A conflict is emerging in Washington between Senate Minority Leader Mitch McConnell and Sen. Rick Scott, who has reaffirmed an aggressively conservative 11-point agenda for Republicans to run on in November.

The “civil war” played out in publicly at a party press conference on March 1, as McConnell rebuked Scott for a proposal he said would raise taxes on millions of Americans. Scott’s idea is to make all Americans pay at least a token amount of taxes, instead of many taxpayers actually getting money from the government, to make sure all Americans have “skin in the game.”

Scott actually walked away from microphones set up outside the Senate chamber for McConnell’s rebuttal of his ideas. McConnell talked like an establishment Democrat, scoffing at Scott’s plans.

Other planks in the former Florida governor’s plan include children saying the Pledge of Allegiance; elimination of questions about people’s race and demographics on government forms; no more government policies based on race; stripping universities of their tax exempt status and ending their eligibility for federal aid if their application processes depend on skin color; questions about gender identity or sexual orientation; a 25 percent cut of the federal workforce; a ban on raising the debt ceiling unless war is declared; and other vows.

“If we have no bigger plan than to be a speed bump on the road to socialism, we don’t deserve to govern,” Scott wrote in a Wall Street Journal op-ed only days later. “So, I went out and made a statement that got me in trouble. I said that all Americans need to have some skin in the game. Even if it is just a few bucks, everyone needs to know what it is like to pay some taxes. It hit a nerve.
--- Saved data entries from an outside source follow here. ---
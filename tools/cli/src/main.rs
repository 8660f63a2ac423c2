//! reevault CLI - Command line interface for vault operations.
//!
//! This tool provides a command-line interface for creating vaults and
//! reading, writing and searching their documents.

use anyhow::{bail, Context, Result};
use clap::{Parser, Subcommand};
use std::path::PathBuf;
use tracing::{info, Level};
use tracing_subscriber::FmtSubscriber;

use reevault_crypto::KdfParams;
use reevault_vault::{DocumentBody, DocumentUpdate, FieldKind, Header, VaultEngine};

/// Environment variable read before prompting for a password.
const PASSWORD_ENV: &str = "REEVAULT_PASSWORD";

#[derive(Parser)]
#[command(name = "reevault")]
#[command(about = "reevault - Encrypted document vaults")]
#[command(version)]
struct Cli {
    /// Enable verbose logging.
    #[arg(short, long, global = true)]
    verbose: bool,

    /// Directory containing the vault.
    #[arg(short, long, global = true, default_value = ".")]
    path: PathBuf,

    /// Vault name.
    #[arg(short, long, global = true, default_value = "default")]
    name: String,

    /// Cipher: "aes", "xchacha", "multi" or "auto".
    #[arg(short, long, global = true, default_value = "auto")]
    encryption: String,

    #[command(subcommand)]
    command: Commands,
}

#[derive(Subcommand)]
enum Commands {
    /// Create a new vault.
    Create {
        /// KDF strength: "interactive", "moderate", or "sensitive".
        #[arg(short, long, default_value = "moderate")]
        strength: String,

        /// Store the configuration base64-encoded.
        #[arg(long)]
        secure: bool,
    },

    /// Show vault information.
    Info,

    /// Count documents without unlocking.
    Count,

    /// Write a new version of a document.
    Put {
        /// Document name.
        document: String,

        /// Body as a JSON object.
        #[arg(short, long, default_value = "{}")]
        body: String,

        /// Header fields as a JSON object.
        #[arg(long, default_value = "{}")]
        header: String,
    },

    /// Print a document.
    Get {
        /// Document name.
        document: String,

        /// Print every version instead of the merged body.
        #[arg(long)]
        history: bool,
    },

    /// Remove a document.
    Rm {
        /// Document name.
        document: String,
    },

    /// List headers, optionally filtered by a search expression.
    Search {
        /// Expression such as `tags=a,b#urls=example.com`.
        expression: Option<String>,
    },

    /// Declare a new header field.
    AddField {
        /// Field name.
        field: String,

        /// Field kind: "single", "list" or "tree".
        #[arg(default_value = "list")]
        kind: String,
    },
}

fn main() -> Result<()> {
    let cli = Cli::parse();

    // Setup logging
    let level = if cli.verbose {
        Level::DEBUG
    } else {
        Level::INFO
    };

    let subscriber = FmtSubscriber::builder()
        .with_max_level(level)
        .with_target(false)
        .with_writer(std::io::stderr)
        .compact()
        .finish();
    tracing::subscriber::set_global_default(subscriber)?;

    let target = Target {
        parent: cli.path,
        name: cli.name,
        encryption: cli.encryption,
    };

    match cli.command {
        Commands::Create { strength, secure } => cmd_create(&target, &strength, secure),
        Commands::Info => cmd_info(&target),
        Commands::Count => cmd_count(&target),
        Commands::Put {
            document,
            body,
            header,
        } => cmd_put(&target, &document, &body, &header),
        Commands::Get { document, history } => cmd_get(&target, &document, history),
        Commands::Rm { document } => cmd_rm(&target, &document),
        Commands::Search { expression } => cmd_search(&target, expression.as_deref()),
        Commands::AddField { field, kind } => cmd_add_field(&target, &field, &kind),
    }
}

/// Which vault a command operates on.
struct Target {
    parent: PathBuf,
    name: String,
    encryption: String,
}

impl Target {
    fn engine(&self) -> Result<VaultEngine> {
        let engine = VaultEngine::new(&self.name, &self.parent, &self.encryption, None)
            .context("Invalid vault settings")?;
        // Console logging is already installed.
        Ok(engine.file_logging(false))
    }

    fn open(&self) -> Result<VaultEngine> {
        let mut engine = self.engine()?;
        let password = read_password("Enter password: ")?;
        engine.load(&password).context("Failed to open vault")?;
        Ok(engine)
    }
}

/// Password from the environment, or prompt securely.
fn read_password(prompt: &str) -> Result<String> {
    if let Ok(password) = std::env::var(PASSWORD_ENV) {
        return Ok(password);
    }
    rpassword::prompt_password(prompt).context("Failed to read password")
}

fn parse_object(raw: &str, what: &str) -> Result<serde_json::Map<String, serde_json::Value>> {
    match serde_json::from_str(raw).with_context(|| format!("Invalid {} JSON", what))? {
        serde_json::Value::Object(map) => Ok(map),
        _ => bail!("The {} must be a JSON object", what),
    }
}

/// Create a new vault.
fn cmd_create(target: &Target, strength: &str, secure: bool) -> Result<()> {
    info!("Creating new vault: {}", target.name);

    let kdf_params = match strength {
        "interactive" => KdfParams::interactive(),
        "moderate" => KdfParams::moderate(),
        "sensitive" => KdfParams::sensitive(),
        _ => {
            bail!("Invalid strength. Use: interactive, moderate, or sensitive");
        }
    };

    let password = read_password("Enter password: ")?;
    if std::env::var(PASSWORD_ENV).is_err() {
        let confirm = read_password("Confirm password: ")?;
        if password != confirm {
            bail!("Passwords do not match");
        }
    }

    let mut engine = target
        .engine()?
        .kdf_params(kdf_params)
        .secure_config(secure);
    engine.create(&password).context("Failed to create vault")?;

    println!("Vault created successfully!");
    println!("  Name: {}", engine.name());
    println!("  Location: {}", engine.path().display());
    println!("  Secure config: {}", engine.is_secure_config());

    engine.close();
    Ok(())
}

/// Show vault information.
fn cmd_info(target: &Target) -> Result<()> {
    let engine = target.open()?;
    let config = engine.config().context("Vault config not loaded")?;

    println!("Vault Information:");
    println!("  Name: {}", config.vault_name);
    println!("  Location: {}", engine.path().display());
    println!("  Documents: {}", engine.count()?);
    println!("  Created: {} by {}@{}", config.creation_date, config.creation_user, config.creation_machine);
    println!("  Updated: {} by {}@{}", config.last_updated, config.updating_user, config.updating_machine);
    println!("  Created with: {}", config.creation_version);
    if let Some(version) = &config.last_version {
        println!("  Last written with: {}", version);
    }
    println!("  Header fields:");
    for (field, kind) in config.header_set.iter() {
        println!("    {}: {}", field, kind);
    }

    engine.close();
    Ok(())
}

/// Count documents.
fn cmd_count(target: &Target) -> Result<()> {
    let engine = target.engine()?;
    if !engine.exists() {
        bail!("No vault at {}", engine.path().display());
    }
    println!("{}", engine.count()?);
    Ok(())
}

/// Write a document version.
fn cmd_put(target: &Target, document: &str, body: &str, header: &str) -> Result<()> {
    let update = DocumentUpdate {
        header: parse_object(header, "header")?,
        body: parse_object(body, "body")?,
    };

    let engine = target.open()?;
    let version = engine
        .update(document, update)
        .with_context(|| format!("Failed to write {}", document))?;

    println!("Wrote {} (version {})", document, version);
    engine.close();
    Ok(())
}

/// Print a document.
fn cmd_get(target: &Target, document: &str, history: bool) -> Result<()> {
    let engine = target.open()?;
    let view = engine
        .read_file(document, history)
        .with_context(|| format!("Failed to read {}", document))?;

    let body = match &view.body {
        DocumentBody::Merged(payload) => serde_json::Value::Object(payload.clone()),
        DocumentBody::History(versions) => serde_json::to_value(versions)?,
    };
    let output = serde_json::json!({ "header": view.header, "body": body });
    println!("{}", serde_json::to_string_pretty(&output)?);

    engine.close();
    Ok(())
}

/// Remove a document.
fn cmd_rm(target: &Target, document: &str) -> Result<()> {
    let engine = target.open()?;
    engine
        .remove_file(document)
        .with_context(|| format!("Failed to remove {}", document))?;

    println!("Removed: {}", document);
    engine.close();
    Ok(())
}

/// List matching headers.
fn cmd_search(target: &Target, expression: Option<&str>) -> Result<()> {
    let engine = target.open()?;
    let headers = engine.list_headers(expression).context("Search failed")?;

    if headers.is_empty() {
        println!("No documents found.");
    } else {
        for (name, header) in &headers {
            print_header(name, header);
        }
    }

    engine.close();
    Ok(())
}

fn print_header(name: &str, header: &Header) {
    if header.is_empty() {
        println!("{}", name);
    } else {
        println!("{}  {}", name, serde_json::Value::Object(header.clone()));
    }
}

/// Declare a header field.
fn cmd_add_field(target: &Target, field: &str, kind: &str) -> Result<()> {
    let kind: FieldKind = kind.parse().context("Invalid field kind")?;

    let engine = target.open()?;
    if engine.add_header_field(field, kind)? {
        println!("Added header field {} ({})", field, kind);
    } else {
        println!("Header field {} already exists or is reserved", field);
    }

    engine.close();
    Ok(())
}

#[cfg(test)]
mod tests {
    use super::*;
    use reevault_vault::Payload;
    use std::path::Path;

    #[test]
    fn test_cli_parses_global_flags() {
        let cli = Cli::try_parse_from([
            "reevault", "get", "doc", "--history", "--path", "/tmp", "--name", "notes",
        ])
        .unwrap();

        assert_eq!(cli.path, Path::new("/tmp"));
        assert_eq!(cli.name, "notes");
        assert!(matches!(cli.command, Commands::Get { history: true, .. }));
    }

    #[test]
    fn test_parse_object_requires_object() {
        assert!(parse_object(r#"{"a": 1}"#, "body").is_ok());
        assert!(parse_object("[1, 2]", "body").is_err());
        assert!(parse_object("not json", "body").is_err());
    }

    #[test]
    fn test_payload_alias_is_object_map() {
        let payload: Payload = parse_object(r#"{"k": "v"}"#, "body").unwrap();
        assert_eq!(payload.get("k"), Some(&serde_json::json!("v")));
    }
}
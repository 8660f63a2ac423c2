//! Header schema.
//!
//! A vault's header set names the metadata fields documents may carry and
//! how each one is indexed. The set only ever grows: once a field is known
//! it keeps its kind for the lifetime of the vault.

use serde::{Deserialize, Serialize};
use std::collections::BTreeMap;
use std::fmt;
use std::str::FromStr;

use reevault_common::{Error, Result};

/// Reserved header key holding a document's most recent version-id.
pub const LATEST_KEY: &str = "latest";

/// Document header: field name to JSON value.
pub type Header = serde_json::Map<String, serde_json::Value>;

/// How a header field is indexed.
#[derive(Debug, Clone, Copy, PartialEq, Eq, Serialize, Deserialize)]
#[serde(rename_all = "lowercase")]
pub enum FieldKind {
    /// One scalar value per document.
    Single,
    /// A list of values, each indexed to the documents carrying it.
    List,
    /// Nested mapping. Reserved, not indexed.
    Tree,
    /// Kind written by a newer version; ignored when indexing.
    #[serde(other)]
    Unknown,
}

impl FromStr for FieldKind {
    type Err = Error;

    fn from_str(s: &str) -> Result<Self> {
        match s.trim().to_ascii_lowercase().as_str() {
            "single" => Ok(FieldKind::Single),
            "list" => Ok(FieldKind::List),
            "tree" => Ok(FieldKind::Tree),
            other => Err(Error::InvalidInput(format!("Unknown field kind: {}", other))),
        }
    }
}

impl fmt::Display for FieldKind {
    fn fmt(&self, f: &mut fmt::Formatter<'_>) -> fmt::Result {
        let s = match self {
            FieldKind::Single => "single",
            FieldKind::List => "list",
            FieldKind::Tree => "tree",
            FieldKind::Unknown => "unknown",
        };
        f.write_str(s)
    }
}

/// Additive-only mapping of header field names to their kind.
#[derive(Debug, Clone, PartialEq, Eq, Serialize, Deserialize)]
#[serde(transparent)]
pub struct HeaderSet(BTreeMap<String, FieldKind>);

impl HeaderSet {
    /// Create an empty header set.
    pub fn empty() -> Self {
        Self(BTreeMap::new())
    }

    /// Build from explicit fields. Later duplicates do not retype earlier ones.
    pub fn from_fields<I, S>(fields: I) -> Self
    where
        I: IntoIterator<Item = (S, FieldKind)>,
        S: Into<String>,
    {
        let mut set = Self::empty();
        for (name, kind) in fields {
            set.add_field(name, kind);
        }
        set
    }

    /// Insert a field if it is not present yet.
    ///
    /// Returns `true` if the field was inserted. Existing fields are never
    /// retyped and the reserved [`LATEST_KEY`] is refused.
    pub fn add_field(&mut self, name: impl Into<String>, kind: FieldKind) -> bool {
        let name = name.into();
        if name.is_empty() || name == LATEST_KEY || self.0.contains_key(&name) {
            return false;
        }
        self.0.insert(name, kind);
        true
    }

    /// Add every field of `other` that is missing here.
    pub fn merge(&mut self, other: &HeaderSet) {
        for (name, kind) in &other.0 {
            self.add_field(name.clone(), *kind);
        }
    }

    /// Kind of a field, if declared.
    pub fn kind(&self, name: &str) -> Option<FieldKind> {
        self.0.get(name).copied()
    }

    /// Whether a field is declared.
    pub fn contains(&self, name: &str) -> bool {
        self.0.contains_key(name)
    }

    /// Iterate over declared fields.
    pub fn iter(&self) -> impl Iterator<Item = (&str, FieldKind)> {
        self.0.iter().map(|(k, v)| (k.as_str(), *v))
    }

    /// Number of declared fields.
    pub fn len(&self) -> usize {
        self.0.len()
    }

    /// Whether no field is declared.
    pub fn is_empty(&self) -> bool {
        self.0.is_empty()
    }
}

impl Default for HeaderSet {
    /// `urls` and `tags`, both lists.
    fn default() -> Self {
        Self::from_fields([("urls", FieldKind::List), ("tags", FieldKind::List)])
    }
}

#[cfg(test)]
mod tests {
    use super::*;

    #[test]
    fn test_default_set() {
        let set = HeaderSet::default();
        assert_eq!(set.kind("urls"), Some(FieldKind::List));
        assert_eq!(set.kind("tags"), Some(FieldKind::List));
        assert_eq!(set.len(), 2);
    }

    #[test]
    fn test_add_field_is_additive_only() {
        let mut set = HeaderSet::default();

        assert!(set.add_field("owner", FieldKind::Single));
        assert!(!set.add_field("owner", FieldKind::List));
        assert!(!set.add_field("tags", FieldKind::Single));

        assert_eq!(set.kind("owner"), Some(FieldKind::Single));
        assert_eq!(set.kind("tags"), Some(FieldKind::List));
    }

    #[test]
    fn test_reserved_field_refused() {
        let mut set = HeaderSet::empty();
        assert!(!set.add_field(LATEST_KEY, FieldKind::Single));
        assert!(!set.add_field("", FieldKind::Single));
        assert!(set.is_empty());
    }

    #[test]
    fn test_merge_keeps_existing_kinds() {
        let mut ours = HeaderSet::from_fields([("tags", FieldKind::List)]);
        let theirs = HeaderSet::from_fields([("tags", FieldKind::Single), ("owner", FieldKind::Single)]);

        ours.merge(&theirs);

        assert_eq!(ours.kind("tags"), Some(FieldKind::List));
        assert_eq!(ours.kind("owner"), Some(FieldKind::Single));
    }

    #[test]
    fn test_unknown_kind_deserializes() {
        let set: HeaderSet = serde_json::from_str(r#"{"tags":"list","shape":"hexagon"}"#).unwrap();
        assert_eq!(set.kind("shape"), Some(FieldKind::Unknown));
    }

    #[test]
    fn test_kind_parsing() {
        assert_eq!("LIST".parse::<FieldKind>().unwrap(), FieldKind::List);
        assert!("graph".parse::<FieldKind>().is_err());
    }
}
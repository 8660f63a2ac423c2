//! In-memory header index.
//!
//! Rebuilt from disk by decrypting every blob under `data/`. Holds the
//! header of each document and, per indexed field, which documents carry
//! which value.

use std::collections::BTreeMap;
use std::fs;
use std::path::{Path, PathBuf};

use serde_json::Value;
use tracing::{debug, warn};

use crate::config::BLOB_EXTENSION;
use crate::document::DocumentStore;
use crate::header::{FieldKind, Header, HeaderSet};
use reevault_common::Result;
use reevault_crypto::EncryptionProvider;

/// Index entry for one header field.
#[derive(Debug, Clone, PartialEq, Eq)]
pub enum GroupEntry {
    /// Value to the sorted names of the documents carrying it.
    Values(BTreeMap<String, Vec<String>>),
    /// Last value seen for a `single` field. Not searchable.
    Single(String),
}

/// Header index for one vault.
#[derive(Debug, Default, Clone)]
pub struct HeaderIndex {
    headers: BTreeMap<String, Header>,
    groups: BTreeMap<String, GroupEntry>,
}

impl HeaderIndex {
    /// Create an empty index.
    pub fn new() -> Self {
        Self::default()
    }

    /// Replace the index with a fresh scan of `data_dir`.
    ///
    /// Blobs are visited in sorted filename order.
    pub fn rebuild(
        &mut self,
        data_dir: &Path,
        provider: &dyn EncryptionProvider,
        header_set: &HeaderSet,
    ) -> Result<()> {
        let mut fresh = HeaderIndex::new();

        for path in blob_paths(data_dir)? {
            let document = DocumentStore::read(&path, provider)?;
            fresh.index_document(&document.name, document.public_header(), header_set);
        }

        debug!(documents = fresh.headers.len(), "Header index rebuilt");
        *self = fresh;
        Ok(())
    }

    /// Add one document's header.
    pub fn index_document(&mut self, name: &str, header: Header, header_set: &HeaderSet) {
        for (field, value) in &header {
            match header_set.kind(field) {
                Some(FieldKind::List) => {
                    let entry = self
                        .groups
                        .entry(field.clone())
                        .or_insert_with(|| GroupEntry::Values(BTreeMap::new()));

                    if let GroupEntry::Values(values) = entry {
                        for item in list_items(value) {
                            let names = values.entry(item).or_default();
                            if let Err(pos) = names.binary_search_by(|n| n.as_str().cmp(name)) {
                                names.insert(pos, name.to_string());
                            }
                        }
                    }
                }
                Some(FieldKind::Single) => {
                    self.groups
                        .insert(field.clone(), GroupEntry::Single(scalar(value)));
                }
                Some(FieldKind::Tree) | Some(FieldKind::Unknown) => {}
                None => {
                    warn!(document = name, field = %field, "Header field not in header set");
                }
            }
        }

        self.headers.insert(name.to_string(), header);
    }

    /// Drop every entry.
    pub fn clear(&mut self) {
        self.headers.clear();
        self.groups.clear();
    }

    /// All headers by document name.
    pub fn headers(&self) -> &BTreeMap<String, Header> {
        &self.headers
    }

    /// Header of one document.
    pub fn header(&self, name: &str) -> Option<&Header> {
        self.headers.get(name)
    }

    /// Whether a document is indexed.
    pub fn contains(&self, name: &str) -> bool {
        self.headers.contains_key(name)
    }

    /// Field groups.
    pub fn groups(&self) -> &BTreeMap<String, GroupEntry> {
        &self.groups
    }

    /// Group of one field.
    pub fn group(&self, field: &str) -> Option<&GroupEntry> {
        self.groups.get(field)
    }

    /// Number of indexed documents.
    pub fn len(&self) -> usize {
        self.headers.len()
    }

    /// Whether nothing is indexed.
    pub fn is_empty(&self) -> bool {
        self.headers.is_empty()
    }
}

fn scalar(value: &Value) -> String {
    match value {
        Value::String(s) => s.clone(),
        other => other.to_string(),
    }
}

fn list_items(value: &Value) -> Vec<String> {
    match value {
        Value::Array(items) => items.iter().map(scalar).collect(),
        Value::Null => Vec::new(),
        other => vec![scalar(other)],
    }
}

/// Blob files under `data_dir`, sorted by filename.
///
/// A missing directory yields no blobs.
pub fn blob_paths(data_dir: &Path) -> Result<Vec<PathBuf>> {
    if !data_dir.is_dir() {
        return Ok(Vec::new());
    }

    let mut paths = Vec::new();
    for entry in fs::read_dir(data_dir)? {
        let path = entry?.path();
        if path.is_file() && path.extension().is_some_and(|ext| ext == BLOB_EXTENSION) {
            paths.push(path);
        }
    }
    paths.sort();
    Ok(paths)
}
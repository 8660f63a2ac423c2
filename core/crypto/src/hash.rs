//! Content hashing of logical document names.

use blake2::digest::consts::U32;
use blake2::{Blake2b, Digest};

/// Maps a logical document name to a stable on-disk file stem.
///
/// The mapping must be deterministic for the whole lifetime of a vault.
pub trait ContentHasher: Send + Sync {
    /// Hash `name` into a filesystem-safe string.
    fn hash_name(&self, name: &str) -> String;
}

/// Blake2b-256, lowercase hex.
#[derive(Debug, Default, Clone, Copy)]
pub struct Blake2Hasher;

impl ContentHasher for Blake2Hasher {
    fn hash_name(&self, name: &str) -> String {
        let mut hasher = Blake2b::<U32>::new();
        hasher.update(name.as_bytes());
        hex::encode(hasher.finalize())
    }
}
//! Per-vault file logging.
//!
//! Installs a global tracing subscriber writing to `logs/vault.log` inside
//! the vault. Only one global subscriber can exist per process, so a
//! second vault (or a host application with its own subscriber) simply
//! runs without a vault log.

use std::path::Path;

use tracing::warn;
use tracing_appender::non_blocking::WorkerGuard;
use tracing_appender::rolling::{RollingFileAppender, Rotation};
use tracing_subscriber::{fmt, prelude::*, EnvFilter};

use reevault_common::{Error, Result};

/// Environment variable overriding the vault log filter.
pub const LOG_ENV: &str = "REEVAULT_LOG";

const LOG_FILE_PREFIX: &str = "vault";
const LOG_FILE_SUFFIX: &str = "log";

/// Handle keeping the background log writer alive.
#[must_use = "Dropping this handle stops the vault log writer."]
#[derive(Debug)]
pub struct VaultLogger {
    _guard: WorkerGuard,
}

impl VaultLogger {
    /// Install the file subscriber under `logs_dir`.
    ///
    /// # Errors
    /// Returns [`Error::Logger`] if the log file cannot be opened or a
    /// global subscriber is already set.
    pub fn init(logs_dir: &Path) -> Result<Self> {
        let appender = RollingFileAppender::builder()
            .rotation(Rotation::NEVER)
            .filename_prefix(LOG_FILE_PREFIX)
            .filename_suffix(LOG_FILE_SUFFIX)
            .build(logs_dir)
            .map_err(|e| Error::Logger(e.to_string()))?;

        let (writer, guard) = tracing_appender::non_blocking(appender);

        let filter = EnvFilter::try_from_env(LOG_ENV).unwrap_or_else(|_| EnvFilter::new("info"));

        tracing_subscriber::registry()
            .with(filter)
            .with(fmt::layer().with_writer(writer).with_ansi(false))
            .try_init()
            .map_err(|e| Error::Logger(e.to_string()))?;

        Ok(Self { _guard: guard })
    }

    /// Like [`VaultLogger::init`], but failure only emits a warning.
    pub fn try_init(logs_dir: &Path) -> Option<Self> {
        match Self::init(logs_dir) {
            Ok(logger) => Some(logger),
            Err(e) => {
                warn!(error = %e, "Vault log unavailable, continuing without it");
                None
            }
        }
    }
}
“There will be many more attacks on me and this plan from careerists in Washington, who personally profit while ruining this country. Bring it on. The American people are fed up, and they will show that at the ballot box this November,” Scott went on in his defiant op-ed.

“I’ve been told there are unwritten rules in Washington about what you can and cannot say. You can’t tell the public that Social Security and Medicare are going bankrupt. You can’t talk about term limits, because, while voters want them, nobody in Washington does. You can’t talk about balancing the budget or shrinking the debt,” Scott wrote.